Reporter: Dityasa H. Forddanta | Editor: Noverius Laoli
KONTAN.CO.ID - JAKARTA. Setelah PT HM Sampoerna Tbk (HMSP), giliran PT Gudang Garam Tbk (GGRM) yang menghadapi tekanan laba.
Sepanjang sembilan bulan pertama tahun ini, GGRM sejatinya membukukan pendapatan Rp 92,07 triliun. Angka ini tumbuh sekitar 10,43% dibanding periode yang sama tahun sebelumnya, Rp 83,37 triliun.
Namun, laba kotor turun 20,36% secara tahunan menjadi Rp 10,39 triliun. Penurunan ini terjadi setelah GGRM mencatat kenaikan beban pokok pendapatan 16,02% secara tahunan menjadi Rp 81,67 triliun hingga September kemarin.
Kenaikan biaya pita cukai, pajak pertambahan nilai (PPN), dan pajak rokok sebesar 19,88% secara tahunan menjadi Rp 70,17 triliun menjadi kontributor terbesar kenaikan beban pokok GGRM. Biaya produksi juga mengalami kenaikan, namun hanya sebesar 7,17% secara tahunan menjadi Rp 15,14 triliun.
Baca Juga: Penyebab laba Gudang Garam (GGRM) anjlok 26% pada kuartal III 2021
Penurunan ini membuat GGRM membukukan laba bersih Rp 4,13 triliun, turun 26,79% dibanding periode yang sama tahun sebelumnya, Rp 4,13 triliun.
Analis Mirae Asset Sekuritas Indonesia Christine Natasya menyebut, dampak cukai masih menjadi pemicu utama penurunan kinerja emiten rokok, termasuk GGRM. "Perusahaan belum mampu melewati dampak kenaikan cukai tahun lalu," ujarnya akhir pekan lalu, Jumat (29/10).
Margin tergerus
Kenaikan harga masih menjadi cara paling ampuh mengkompensasi kenaikan cukai. Namun, perusahaan rokok juga tidak bisa seleluasa itu menaikkan harga lantaran pangsa pasar menjadi taruhannya.
GGRM hanya menaikkan harga jual secara agresif di segmen sigaret kretek mesin (SKM) dan produk yang tidak menjadi flagship perusahaan. Untuk merek GG Internatinal misalnya.
Baca Juga: Laba bersih turun, begini rekomendasi saham Gudang Garam (GGRM)
Harga per bungkus per September tahun ini Rp 25.000, naik 33% dibanding periode yang sama tahun sebelumnya, Rp 18.800 per bungkus.

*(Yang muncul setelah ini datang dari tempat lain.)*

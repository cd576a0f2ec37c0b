//! Unit tests for report generation

use module_harness::{ModuleId, ModuleLoader, RunResult, StaticModule, TestReport, TestRun};

fn sample_report() -> TestReport {
    let summary = TestRun::new()
        .run_sources(vec![
            (ModuleId::new("testSyntax.js"), "var x = ;"),
            (
                ModuleId::new("testMixed.js"),
                "function testOk() {}\nfunction testBad() { nope(); }",
            ),
        ])
        .unwrap();
    summary.report
}

#[test]
fn test_new_report() {
    let report = TestReport::new();
    assert_eq!(report.modules, 0);
    assert_eq!(report.total(), 0);
    assert!(report.failures.is_empty());
    assert!(report.skips.is_empty());
    assert!(report.is_success());
}

#[test]
fn test_pass_rate_empty() {
    let report = TestReport::new();
    assert_eq!(report.pass_rate(), 0.0);
    assert_eq!(report.effective_pass_rate(), 0.0);
}

#[test]
fn test_counts_from_batch() {
    let report = sample_report();
    assert_eq!(report.modules, 2);
    assert_eq!(report.load_failures, 1);
    assert_eq!(report.passed, 1);
    assert_eq!(report.failed, 1);
    assert_eq!(report.failures.len(), 2);
    assert_eq!(report.failures[0].0, "testSyntax.js:1:9");
    assert_eq!(report.failures[0].1, "SyntaxError: Unexpected token ;");
    assert_eq!(report.failures[1].0, "testMixed.js::testBad");
    assert_eq!(report.failures[1].1, "ReferenceError: nope is not defined");
}

#[test]
fn test_skips_recorded_with_reason() {
    let mut module = StaticModule::new("skipping")
        .setup(|| Err(core_types::JsError::new(core_types::ErrorKind::Error, "down")))
        .test("testA", || Ok(()));
    let result = module_harness::Executor::new().run(&mut module);

    let report = TestReport::from_results([&result]);
    assert_eq!(report.skipped, 1);
    assert_eq!(report.hook_failures, 1);
    assert_eq!(
        report.skips,
        vec![("skipping::testA".to_string(), "setupModule failed".to_string())]
    );
    assert_eq!(report.effective_pass_rate(), 0.0);
}

#[test]
fn test_summary_and_detailed_summary() {
    let report = sample_report();
    let summary = report.summary();
    assert!(summary.contains("Modules: 2 (1 failed to load)"));
    assert!(summary.contains("Passed: 1 (50.0%)"));

    let detailed = report.detailed_summary();
    assert!(detailed.contains("Failures:"));
    assert!(detailed.contains("  - testMixed.js::testBad\n    Reason: ReferenceError: nope is not defined"));
}

#[test]
fn test_merge_reports() {
    let mut first = sample_report();
    let second = sample_report();
    first.merge(&second);
    assert_eq!(first.modules, 4);
    assert_eq!(first.failures.len(), 4);
    assert_eq!(first.top_failures(1).len(), 1);
}

#[test]
fn test_json_export_import() {
    let report = sample_report();
    let json = report.to_json().unwrap();
    let restored = TestReport::from_json(&json).unwrap();
    assert_eq!(restored, report);
}

#[test]
fn test_run_result_json_keeps_failure_details() {
    let loaded = ModuleLoader::new().load("function testA() { missing(); }", "json.js".into());
    let result = module_harness::Executor::new().run_loaded(loaded);

    let json = serde_json::to_value(&result).unwrap();
    let failure = &json["outcome"]["Ran"]["tests"][0]["status"]["Failed"];
    assert_eq!(failure["error_kind"], "ReferenceError");
    assert_eq!(failure["category"], "RuntimeError");
    assert_eq!(failure["step"]["Test"], "testA");

    let restored: RunResult = serde_json::from_value(json).unwrap();
    assert_eq!(restored, result);
}
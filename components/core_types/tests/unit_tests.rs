//! Integration test runner for unit tests
//! This file makes cargo test discover the unit test modules

#[path = "unit/test_source.rs"]
mod test_source;

#[path = "unit/test_error.rs"]
mod test_error;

GG Signature Mild 16 yang September tahun lalu Rp 18.900 per bungkus juga lompat 22% menjadi Rp 23.000 per bungkus. Sedang GG Surya Exclusive 16 yang merupakan merek termahal dari GGRM hanya naik 6% menjadi Rp 33.000 per bungkus.
Strategi serupa dilakukan oleh HMSP. Kenaikan penjualan 3,4% secara kuartalan menjadi Rp 24,8 triliun per kuartal tiga tahun ini ditopang oleh kenaikan harga di segmen produk yang lebih murah.

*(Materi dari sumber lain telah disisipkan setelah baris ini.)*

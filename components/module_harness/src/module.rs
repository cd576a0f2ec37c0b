//! The lifecycle contract and its two implementations
//!
//! [`TestModule`] is what the executor drives. [`ScriptModule`] is produced
//! by the loader from script source; [`StaticModule`] registers the same
//! lifecycle from Rust closures.

use crate::failure::{SETUP_HOOK, TEARDOWN_HOOK};
use crate::host::HostBindings;
use core_types::{ErrorKind, JsError, SourcePosition};
use interpreter::{Interpreter, Value};
use parser::Program;
use serde::{Deserialize, Serialize};
use std::fmt;
use std::path::{Path, PathBuf};

/// Stable identifier of a test module
#[derive(Debug, Clone, PartialEq, Eq, Hash, PartialOrd, Ord, Serialize, Deserialize)]
#[serde(transparent)]
pub struct ModuleId(String);

impl ModuleId {
    /// Create an identifier from a logical name
    pub fn new(name: impl Into<String>) -> Self {
        ModuleId(name.into())
    }

    /// Identifier for a file, relative to `root` when it lies under it.
    ///
    /// Components are joined with `/` on every platform.
    pub fn from_path(path: &Path, root: Option<&Path>) -> Self {
        let relative = root
            .and_then(|root| path.strip_prefix(root).ok())
            .filter(|rel| !rel.as_os_str().is_empty())
            .unwrap_or(path);
        let name = relative
            .components()
            .map(|c| c.as_os_str().to_string_lossy())
            .collect::<Vec<_>>()
            .join("/");
        ModuleId(name)
    }

    /// The identifier text
    pub fn as_str(&self) -> &str {
        &self.0
    }
}

impl fmt::Display for ModuleId {
    fn fmt(&self, f: &mut fmt::Formatter<'_>) -> fmt::Result {
        f.write_str(&self.0)
    }
}

impl From<&str> for ModuleId {
    fn from(name: &str) -> Self {
        ModuleId::new(name)
    }
}

impl From<String> for ModuleId {
    fn from(name: String) -> Self {
        ModuleId(name)
    }
}

/// Outcome of one lifecycle invocation
pub type StepResult = Result<(), JsError>;

/// A module the executor can run.
///
/// Hook methods return `None` when the module has no such hook.
pub trait TestModule {
    /// Module identifier
    fn id(&self) -> &ModuleId;

    /// Test names in declaration order
    fn test_names(&self) -> Vec<String>;

    /// Evaluate module top-level code
    fn initialize(&mut self) -> Option<StepResult> {
        None
    }

    /// Run `setupModule`
    fn setup(&mut self) -> Option<StepResult> {
        None
    }

    /// Run one test function
    fn run_test(&mut self, name: &str) -> StepResult;

    /// Run `teardownModule`
    fn teardown(&mut self) -> Option<StepResult> {
        None
    }
}

type Hook = Box<dyn FnMut() -> StepResult>;

/// Module registered from Rust closures
///
/// # Examples
///
/// ```
/// use module_harness::{Executor, StaticModule};
///
/// let mut module = StaticModule::new("static")
///     .setup(|| Ok(()))
///     .test("testAlwaysPasses", || Ok(()));
///
/// let result = Executor::new().run(&mut module);
/// assert_eq!(result.passed_count(), 1);
/// ```
pub struct StaticModule {
    id: ModuleId,
    setup: Option<Hook>,
    tests: Vec<(String, Hook)>,
    teardown: Option<Hook>,
}

impl StaticModule {
    /// Create an empty module
    pub fn new(id: impl Into<ModuleId>) -> Self {
        Self {
            id: id.into(),
            setup: None,
            tests: Vec::new(),
            teardown: None,
        }
    }

    /// Register the setup hook
    pub fn setup(mut self, hook: impl FnMut() -> StepResult + 'static) -> Self {
        self.setup = Some(Box::new(hook));
        self
    }

    /// Register a test. Re-registering a name replaces its body in place.
    pub fn test(mut self, name: impl Into<String>, body: impl FnMut() -> StepResult + 'static) -> Self {
        let name = name.into();
        match self.tests.iter_mut().find(|(existing, _)| *existing == name) {
            Some((_, slot)) => *slot = Box::new(body),
            None => self.tests.push((name, Box::new(body))),
        }
        self
    }

    /// Register the teardown hook
    pub fn teardown(mut self, hook: impl FnMut() -> StepResult + 'static) -> Self {
        self.teardown = Some(Box::new(hook));
        self
    }
}

impl TestModule for StaticModule {
    fn id(&self) -> &ModuleId {
        &self.id
    }

    fn test_names(&self) -> Vec<String> {
        self.tests.iter().map(|(name, _)| name.clone()).collect()
    }

    fn setup(&mut self) -> Option<StepResult> {
        self.setup.as_mut().map(|hook| hook())
    }

    fn run_test(&mut self, name: &str) -> StepResult {
        match self.tests.iter_mut().find(|(existing, _)| existing == name) {
            Some((_, body)) => body(),
            None => Err(JsError::new(
                ErrorKind::ReferenceError,
                format!("{} is not defined", name),
            )),
        }
    }

    fn teardown(&mut self) -> Option<StepResult> {
        self.teardown.as_mut().map(|hook| hook())
    }
}

impl fmt::Debug for StaticModule {
    fn fmt(&self, f: &mut fmt::Formatter<'_>) -> fmt::Result {
        f.debug_struct("StaticModule")
            .field("id", &self.id)
            .field("setup", &self.setup.is_some())
            .field("tests", &self.test_names())
            .field("teardown", &self.teardown.is_some())
            .finish()
    }
}

/// A test function found by static inspection
#[derive(Debug, Clone, PartialEq, Eq)]
pub struct DiscoveredTest {
    /// Function name
    pub name: String,
    /// Position of its first declaration
    pub position: SourcePosition,
}

/// A parsed script module.
///
/// Nothing runs until the executor calls [`TestModule::initialize`], which
/// creates a fresh interpreter for this module. The interpreter is dropped
/// once teardown has run.
pub struct ScriptModule {
    id: ModuleId,
    program: Program,
    source_url: String,
    base_dir: Option<PathBuf>,
    tests: Vec<DiscoveredTest>,
    has_setup: bool,
    has_teardown: bool,
    host: HostBindings,
    max_call_depth: usize,
    interpreter: Option<Interpreter>,
}

impl ScriptModule {
    #[allow(clippy::too_many_arguments)]
    pub(crate) fn new(
        id: ModuleId,
        program: Program,
        source_url: String,
        base_dir: Option<PathBuf>,
        tests: Vec<DiscoveredTest>,
        hooks: (bool, bool),
        host: HostBindings,
        max_call_depth: usize,
    ) -> Self {
        Self {
            id,
            program,
            source_url,
            base_dir,
            tests,
            has_setup: hooks.0,
            has_teardown: hooks.1,
            host,
            max_call_depth,
            interpreter: None,
        }
    }

    /// Discovered tests in declaration order
    pub fn tests(&self) -> &[DiscoveredTest] {
        &self.tests
    }

    /// Whether `setupModule` is declared
    pub fn has_setup(&self) -> bool {
        self.has_setup
    }

    /// Whether `teardownModule` is declared
    pub fn has_teardown(&self) -> bool {
        self.has_teardown
    }

    /// URL recorded in stack frames
    pub fn source_url(&self) -> &str {
        &self.source_url
    }

    /// Directory relative resources resolve against
    pub fn base_dir(&self) -> Option<&Path> {
        self.base_dir.as_deref()
    }

    fn start_interpreter(&mut self) -> StepResult {
        let mut interp = Interpreter::new()
            .with_source_url(self.source_url.clone())
            .with_max_call_depth(self.max_call_depth);
        self.host.install(&mut interp, self.base_dir.clone());
        let result = interp.run_program(&self.program).map(|_| ());
        self.interpreter = Some(interp);
        result
    }

    fn interpreter(&mut self) -> Result<&mut Interpreter, JsError> {
        if self.interpreter.is_none() {
            self.start_interpreter()?;
        }
        self.interpreter.as_mut().ok_or_else(|| {
            JsError::new(ErrorKind::InternalError, "module interpreter unavailable")
        })
    }

    fn call_global(&mut self, name: &str, with_module: bool) -> StepResult {
        let interp = self.interpreter()?;
        let function = interp.get_global(name).ok_or_else(|| {
            JsError::new(ErrorKind::ReferenceError, format!("{} is not defined", name))
        })?;
        if !function.is_callable() {
            return Err(JsError::new(
                ErrorKind::TypeError,
                format!("{} is not a function", name),
            ));
        }
        let args = if with_module {
            vec![interp.global_object()]
        } else {
            Vec::new()
        };
        interp.call_function(&function, &Value::Undefined, &args)?;
        Ok(())
    }
}

impl TestModule for ScriptModule {
    fn id(&self) -> &ModuleId {
        &self.id
    }

    fn test_names(&self) -> Vec<String> {
        self.tests.iter().map(|t| t.name.clone()).collect()
    }

    fn initialize(&mut self) -> Option<StepResult> {
        Some(self.start_interpreter())
    }

    fn setup(&mut self) -> Option<StepResult> {
        self.has_setup.then(|| self.call_global(SETUP_HOOK, true))
    }

    fn run_test(&mut self, name: &str) -> StepResult {
        self.call_global(name, false)
    }

    fn teardown(&mut self) -> Option<StepResult> {
        let result = self
            .has_teardown
            .then(|| self.call_global(TEARDOWN_HOOK, true));
        self.interpreter = None;
        result
    }
}

impl fmt::Debug for ScriptModule {
    fn fmt(&self, f: &mut fmt::Formatter<'_>) -> fmt::Result {
        f.debug_struct("ScriptModule")
            .field("id", &self.id)
            .field("source_url", &self.source_url)
            .field("tests", &self.tests)
            .field("has_setup", &self.has_setup)
            .field("has_teardown", &self.has_teardown)
            .finish()
    }
}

"Akan tetapi, GGRM lebih baik dalam efisiensi beban operasional. Ini menjadi alasan margin kuartalan meningkat dan mempengaruhi pertumbuhan laba secara kuartalan," terang Christine.

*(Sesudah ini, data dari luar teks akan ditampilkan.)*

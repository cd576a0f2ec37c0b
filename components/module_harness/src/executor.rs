//! Test executor
//!
//! Drives one [`TestModule`] through its lifecycle:
//!
//! ```text
//! NotStarted -> SetupRunning -> {SetupFailed | TestsRunning} -> TeardownRunning -> Completed
//! ```
//!
//! Every lifecycle step is isolated. A thrown script error or a panic in a
//! registered hook becomes a [`RuntimeFailure`] and the executor moves on.

use crate::failure::{LifecycleStep, LoadFailure, RuntimeFailure};
use crate::module::{ModuleId, StepResult, TestModule};
use crate::result::{ModuleOutcome, RunResult, TestOutcome, TestStatus};
use serde::{Deserialize, Serialize};
use std::any::Any;
use std::fmt;
use std::panic::{catch_unwind, AssertUnwindSafe};
use tracing::{debug, warn};

/// Executor lifecycle state
#[derive(Debug, Clone, Copy, PartialEq, Eq, Serialize, Deserialize)]
pub enum ExecutorState {
    /// No module started
    NotStarted,
    /// Module code and `setupModule` running
    SetupRunning,
    /// Module code or `setupModule` threw; tests will not run
    SetupFailed,
    /// Test functions running
    TestsRunning,
    /// `teardownModule` running
    TeardownRunning,
    /// Lifecycle finished
    Completed,
}

impl fmt::Display for ExecutorState {
    fn fmt(&self, f: &mut fmt::Formatter<'_>) -> fmt::Result {
        fmt::Debug::fmt(self, f)
    }
}

/// Runs modules one at a time
#[derive(Debug)]
pub struct Executor {
    filter: Option<String>,
    state: ExecutorState,
    history: Vec<ExecutorState>,
}

impl Default for Executor {
    fn default() -> Self {
        Self::new()
    }
}

impl Executor {
    /// Executor that runs every test
    pub fn new() -> Self {
        Self {
            filter: None,
            state: ExecutorState::NotStarted,
            history: vec![ExecutorState::NotStarted],
        }
    }

    /// Only run tests whose name contains `filter`
    pub fn with_filter(mut self, filter: impl Into<String>) -> Self {
        self.filter = Some(filter.into());
        self
    }

    /// Current state
    pub fn state(&self) -> ExecutorState {
        self.state
    }

    /// States visited during the last run, starting with `NotStarted`
    pub fn history(&self) -> &[ExecutorState] {
        &self.history
    }

    /// Record the outcome of a load attempt, running the module if it loaded
    pub fn run_loaded<M: TestModule>(&mut self, loaded: Result<M, LoadFailure>) -> RunResult {
        match loaded {
            Ok(mut module) => self.run(&mut module),
            Err(failure) => {
                self.reset();
                RunResult::load_failed(failure)
            }
        }
    }

    /// Run `module` through its whole lifecycle
    pub fn run(&mut self, module: &mut dyn TestModule) -> RunResult {
        self.reset();
        let module_id = module.id().clone();
        let mut hook_failures = Vec::new();

        self.transition(&module_id, ExecutorState::SetupRunning);
        let mut failed_step = None;
        for step in [LifecycleStep::Initialize, LifecycleStep::Setup] {
            let outcome = invoke(&module_id, &step, || match step {
                LifecycleStep::Initialize => module.initialize(),
                _ => module.setup(),
            });
            if let Some(Err(failure)) = outcome {
                hook_failures.push(failure);
                failed_step = Some(step);
                break;
            }
        }

        let names: Vec<String> = module
            .test_names()
            .into_iter()
            .filter(|name| self.selects(name))
            .collect();

        let tests = match failed_step {
            Some(step) => {
                self.transition(&module_id, ExecutorState::SetupFailed);
                let reason = format!("{} failed", step.function_name());
                names
                    .into_iter()
                    .map(|name| TestOutcome {
                        name,
                        status: TestStatus::Skipped(reason.clone()),
                    })
                    .collect()
            }
            None => {
                self.transition(&module_id, ExecutorState::TestsRunning);
                names
                    .into_iter()
                    .map(|name| {
                        let step = LifecycleStep::Test(name.clone());
                        let status = match invoke(&module_id, &step, || Some(module.run_test(&name))) {
                            Some(Err(failure)) => TestStatus::Failed(failure),
                            _ => TestStatus::Passed,
                        };
                        TestOutcome { name, status }
                    })
                    .collect()
            }
        };

        self.transition(&module_id, ExecutorState::TeardownRunning);
        if let Some(Err(failure)) = invoke(&module_id, &LifecycleStep::Teardown, || module.teardown()) {
            hook_failures.push(failure);
        }
        self.transition(&module_id, ExecutorState::Completed);

        RunResult {
            module_id,
            outcome: ModuleOutcome::Ran {
                tests,
                hook_failures,
            },
        }
    }

    fn selects(&self, name: &str) -> bool {
        self.filter
            .as_deref()
            .map_or(true, |filter| name.contains(filter))
    }

    fn reset(&mut self) {
        self.state = ExecutorState::NotStarted;
        self.history.clear();
        self.history.push(ExecutorState::NotStarted);
    }

    fn transition(&mut self, module_id: &ModuleId, next: ExecutorState) {
        debug!(module = %module_id, from = %self.state, to = %next, "executor transition");
        self.state = next;
        self.history.push(next);
    }
}

/// Run one step, converting a thrown error or panic into a failure
fn invoke(
    module_id: &ModuleId,
    step: &LifecycleStep,
    f: impl FnOnce() -> Option<StepResult>,
) -> Option<Result<(), RuntimeFailure>> {
    let failure = match catch_unwind(AssertUnwindSafe(f)) {
        Ok(None) => return None,
        Ok(Some(Ok(()))) => return Some(Ok(())),
        Ok(Some(Err(error))) => RuntimeFailure::from_error(module_id.clone(), step.clone(), &error),
        Err(payload) => {
            RuntimeFailure::from_panic(module_id.clone(), step.clone(), panic_message(payload.as_ref()))
        }
    };
    warn!(
        module = %module_id,
        step = %step,
        kind = %failure.error_kind,
        message = %failure.message,
        "lifecycle step failed"
    );
    Some(Err(failure))
}

fn panic_message(payload: &(dyn Any + Send)) -> String {
    if let Some(message) = payload.downcast_ref::<&str>() {
        (*message).to_string()
    } else if let Some(message) = payload.downcast_ref::<String>() {
        message.clone()
    } else {
        "panic with non-string payload".to_string()
    }
}
//! Unit tests for interpreter components

use core_types::{ErrorKind, SourcePosition};
use interpreter::{CallFrame, Interpreter, ObjectKind, Value, DEFAULT_MAX_CALL_DEPTH};

// ============================================================================
// Interpreter Tests
// ============================================================================

#[test]
fn test_interpreter_creation() {
    let interp = Interpreter::new();
    assert_eq!(interp.call_depth(), 0);
    assert!(interp.source_url().is_none());
    // Standard globals are installed
    assert!(interp.get_global("Error").is_some());
    assert!(interp.get_global("console").is_some());
}

#[test]
fn test_interpreter_global_variables() {
    let mut interp = Interpreter::new();

    interp.define_global("x", Value::Number(10.0));
    interp.define_global("flag", Value::Boolean(true));

    assert_eq!(interp.get_global("x"), Some(Value::Number(10.0)));
    assert_eq!(interp.get_global("flag"), Some(Value::Boolean(true)));
    assert_eq!(interp.eval("x * 2;").unwrap(), Value::Number(20.0));
}

#[test]
fn test_interpreter_global_overwrite() {
    let mut interp = Interpreter::new();

    interp.define_global("x", Value::Number(10.0));
    interp.define_global("x", Value::Number(20.0));

    assert_eq!(interp.get_global("x"), Some(Value::Number(20.0)));
}

#[test]
fn test_script_globals_visible_to_host() {
    let mut interp = Interpreter::new();
    interp.eval("var fromVar = 1; implicit = 2; function named() {}").unwrap();

    assert_eq!(interp.get_global("fromVar"), Some(Value::Number(1.0)));
    assert_eq!(interp.get_global("implicit"), Some(Value::Number(2.0)));
    assert!(interp.get_global("named").unwrap().is_callable());
}

#[test]
fn test_call_function_from_host() {
    let mut interp = Interpreter::new();
    interp
        .eval("function greet(name) { return 'hello ' + name; }")
        .unwrap();

    let greet = interp.get_global("greet").unwrap();
    let result = interp
        .call_function(&greet, &Value::Undefined, &[Value::string("world")])
        .unwrap();
    assert_eq!(result, Value::string("hello world"));
}

#[test]
fn test_call_non_function_from_host() {
    let mut interp = Interpreter::new();
    let err = interp
        .call_function(&Value::Number(1.0), &Value::Undefined, &[])
        .unwrap_err();
    assert_eq!(err.kind, ErrorKind::TypeError);
}

#[test]
fn test_global_object_is_scope_view() {
    let mut interp = Interpreter::new();
    interp.eval("var shared = 'yes';").unwrap();

    let module = interp.global_object();
    let object = module.as_object().unwrap();
    assert!(matches!(object.borrow().kind, ObjectKind::Scope(_)));

    interp.define_global("module", module);
    assert_eq!(interp.eval("module.shared;").unwrap(), Value::string("yes"));
    interp.eval("module.created = 5;").unwrap();
    assert_eq!(interp.get_global("created"), Some(Value::Number(5.0)));
}

#[test]
fn test_default_call_depth() {
    assert_eq!(DEFAULT_MAX_CALL_DEPTH, 128);
}

// ============================================================================
// Native Function Tests
// ============================================================================

#[test]
fn test_native_function_receives_this_and_args() {
    let mut interp = Interpreter::new();
    let method = Value::native_function("describe", |_, this, args| {
        Ok(Value::string(format!(
            "{}:{}",
            this.type_of(),
            args.len()
        )))
    });
    let holder = Value::new_object();
    holder.as_object().unwrap().set("describe", method);
    interp.define_global("holder", holder);

    assert_eq!(
        interp.eval("holder.describe(1, 2);").unwrap(),
        Value::string("object:2")
    );
}

#[test]
fn test_native_error_gets_call_site_position() {
    let mut interp = Interpreter::new().with_source_url("file:///native.js");
    interp.define_global(
        "fail",
        Value::native_function("fail", |_, _, _| {
            Err(core_types::JsError::new(ErrorKind::Error, "host failure"))
        }),
    );

    let err = interp.eval("\n\n   fail();").unwrap_err();
    assert_eq!(err.message, "host failure");
    let pos = err.source_position.unwrap();
    assert_eq!((pos.line, pos.column), (3, 4));
    assert_eq!(err.stack.len(), 1);
    assert_eq!(err.stack[0].source_url.as_deref(), Some("file:///native.js"));
}

#[test]
fn test_native_error_is_catchable() {
    let mut interp = Interpreter::new();
    interp.define_global(
        "fail",
        Value::native_function("fail", |_, _, _| {
            Err(core_types::JsError::new(ErrorKind::AssertionError, "nope"))
        }),
    );

    let result = interp
        .eval("var r; try { fail(); } catch (e) { r = e instanceof AssertionError; } r;")
        .unwrap();
    assert_eq!(result, Value::Boolean(true));
}

// ============================================================================
// CallFrame Tests
// ============================================================================

#[test]
fn test_call_frame_snapshot() {
    let pos = SourcePosition {
        line: 4,
        column: 2,
        offset: 30,
    };
    let frame = CallFrame::new(None, pos);
    let entry = frame.to_stack_frame(None, pos);
    assert!(entry.function_name.is_none());
    assert_eq!(entry.to_string(), "@<anonymous>:4:2");
}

Margin laba kotor GGRM kuartal dua tahun ini sempat turun dibanding kuartal satu menjadi 8,5%. Namun, Margin kembali lompat ke level 12,2% pada kuartal tiga. Sedang margin HMSP cenderung turun di setiap kuartalnya.
GGRM mencatat laba bersih Rp 1,82 triliun per kuartal tiga kemarin. Angka ini melesat 223,4% dibanding kuartal sebelumnya, Rp 564 miliar.
Potensi kenaikan cukai dan dampak kenaikan cukai tahun lalu yang belum sepenuhnya terlewati membuat Christine belum memasang sikap bullish di sektor ini. Dia merekomendasikan hold GGRM dan HMSP dengan target harga masing-masing Rp 33.000 per saham dan Rp 1.030 per saham.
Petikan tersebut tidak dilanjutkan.